§ **Problem to work on**:
All of the data below is to be output without alteration.

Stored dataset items
━━━━━━━━━━

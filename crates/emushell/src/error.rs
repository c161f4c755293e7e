//! Error types for the application shell.

use std::path::PathBuf;

use emushell_core::RpcError;

/// Result type alias for shell operations.
pub type Result<T> = std::result::Result<T, ShellError>;

/// Errors that can occur in the application shell.
#[derive(Debug, thiserror::Error)]
pub enum ShellError {
    /// File or folder I/O error.
    #[error("I/O error on '{path}': {source}")]
    Io {
        path: PathBuf,
        #[source]
        source: std::io::Error,
    },

    /// Plugin INI file could not be read or parsed.
    #[error("Failed to read plugin config '{path}': {source}")]
    Ini {
        path: PathBuf,
        #[source]
        source: ini::Error,
    },

    /// Settings file could not be parsed or encoded.
    #[error("Invalid settings file '{path}': {message}")]
    Settings { path: PathBuf, message: String },

    /// A call routed through the main thread failed.
    #[error(transparent)]
    Rpc(#[from] RpcError),
}

impl ShellError {
    /// Create an I/O error.
    pub fn io(path: impl Into<PathBuf>, source: std::io::Error) -> Self {
        Self::Io {
            path: path.into(),
            source,
        }
    }

    /// Create a settings error.
    pub fn settings(path: impl Into<PathBuf>, message: impl Into<String>) -> Self {
        Self::Settings {
            path: path.into(),
            message: message.into(),
        }
    }
}
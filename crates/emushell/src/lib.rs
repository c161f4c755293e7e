//! emushell - application shell for a PS2 emulator front end.
//!
//! This is the umbrella crate. It re-exports the main-thread dispatch
//! machinery of `emushell-core` and adds the application context, settings
//! and folder management, and the null plugin configuration files.
//!
//! # Example
//!
//! ```no_run
//! use emushell::prelude::*;
//!
//! fn main() -> Result<(), Box<dyn std::error::Error>> {
//!     let path = default_settings_path().unwrap_or_else(|| "emushell.toml".into());
//!     let mut shell = Shell::new(AppSettings::load_or_default(&path)?, path);
//!     shell.handle().apply_settings()?;
//!
//!     let worker = shell.handle();
//!     std::thread::spawn(move || {
//!         worker.start_pending_save()?;
//!         // ... write the savestate ...
//!         worker.clear_pending_save()?;
//!         worker.save_settings()?;
//!         worker.quit()
//!     });
//!
//!     shell.run()?;
//!     Ok(())
//! }
//! ```

pub use emushell_core::*;

pub mod app;
pub mod error;
pub mod plugin_config;
pub mod prelude;
pub mod settings;

pub use app::{EmuApp, SettingsListener, Shell, ShellHandle};
pub use error::ShellError;
pub use plugin_config::{NullPlugin, NullPluginConfig, PluginConfigStore};
pub use settings::{AppSettings, Folders};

━━━━━━━━━━

§ **Exercise result**:
filename crates/emushell/src/error.rs
repository c161f4c755293e7e
//! Error types for the application shell.

use std::path::PathBuf;

use emushell_core::RpcError;

/// Result type alias for shell operations.
pub type Result<T> = std::result::Result<T, ShellError>;

/// Errors that can occur in the application shell.
#[derive(Debug, thiserror::Error)]
pub enum ShellError {
    /// File or folder I/O error.
    #[error("I/O error on '{path}': {source}")]
    Io {
        path: PathBuf,
        #[source]
        source: std::io::Error,
    },

    /// Plugin INI file could not be read or parsed.
    #[error("Failed to read plugin config '{path}': {source}")]
    Ini {
        path: PathBuf,
        #[source]
        source: ini::Error,
    },

    /// Settings file could not be parsed or encoded.
    #[error("Invalid settings file '{path}': {message}")]
    Settings { path: PathBuf, message: String },

    /// A call routed through the main thread failed.
    #[error(transparent)]
    Rpc(#[from] RpcError),
}

impl ShellError {
    /// Create an I/O error.
    pub fn io(path: impl Into<PathBuf>, source: std::io::Error) -> Self {
        Self::Io {
            path: path.into(),
            source,
        }
    }

    /// Create a settings error.
    pub fn settings(path: impl Into<PathBuf>, message: impl Into<String>) -> Self {
        Self::Settings {
            path: path.into(),
            message: message.into(),
        }
    }
}
filename crates/emushell/src/lib.rs
repository c161f4c755293e7e
//! emushell - application shell for a PS2 emulator front end.
//!
//! This is the umbrella crate. It re-exports the main-thread dispatch
//! machinery of `emushell-core` and adds the application context, settings
//! and folder management, and the null plugin configuration files.
//!
//! # Example
//!
//! ```no_run
//! use emushell::prelude::*;
//!
//! fn main() -> Result<(), Box<dyn std::error::Error>> {
//!     let path = default_settings_path().unwrap_or_else(|| "emushell.toml".into());
//!     let mut shell = Shell::new(AppSettings::load_or_default(&path)?, path);
//!     shell.handle().apply_settings()?;
//!
//!     let worker = shell.handle();
//!     std::thread::spawn(move || {
//!         worker.start_pending_save()?;
//!         // ... write the savestate ...
//!         worker.clear_pending_save()?;
//!         worker.save_settings()?;
//!         worker.quit()
//!     });
//!
//!     shell.run()?;
//!     Ok(())
//! }
//! ```

pub use emushell_core::*;

pub mod app;
pub mod error;
pub mod plugin_config;
pub mod prelude;
pub mod settings;

pub use app::{EmuApp, SettingsListener, Shell, ShellHandle};
pub use error::ShellError;
pub use plugin_config::{NullPlugin, NullPluginConfig, PluginConfigStore};
pub use settings::{AppSettings, Folders};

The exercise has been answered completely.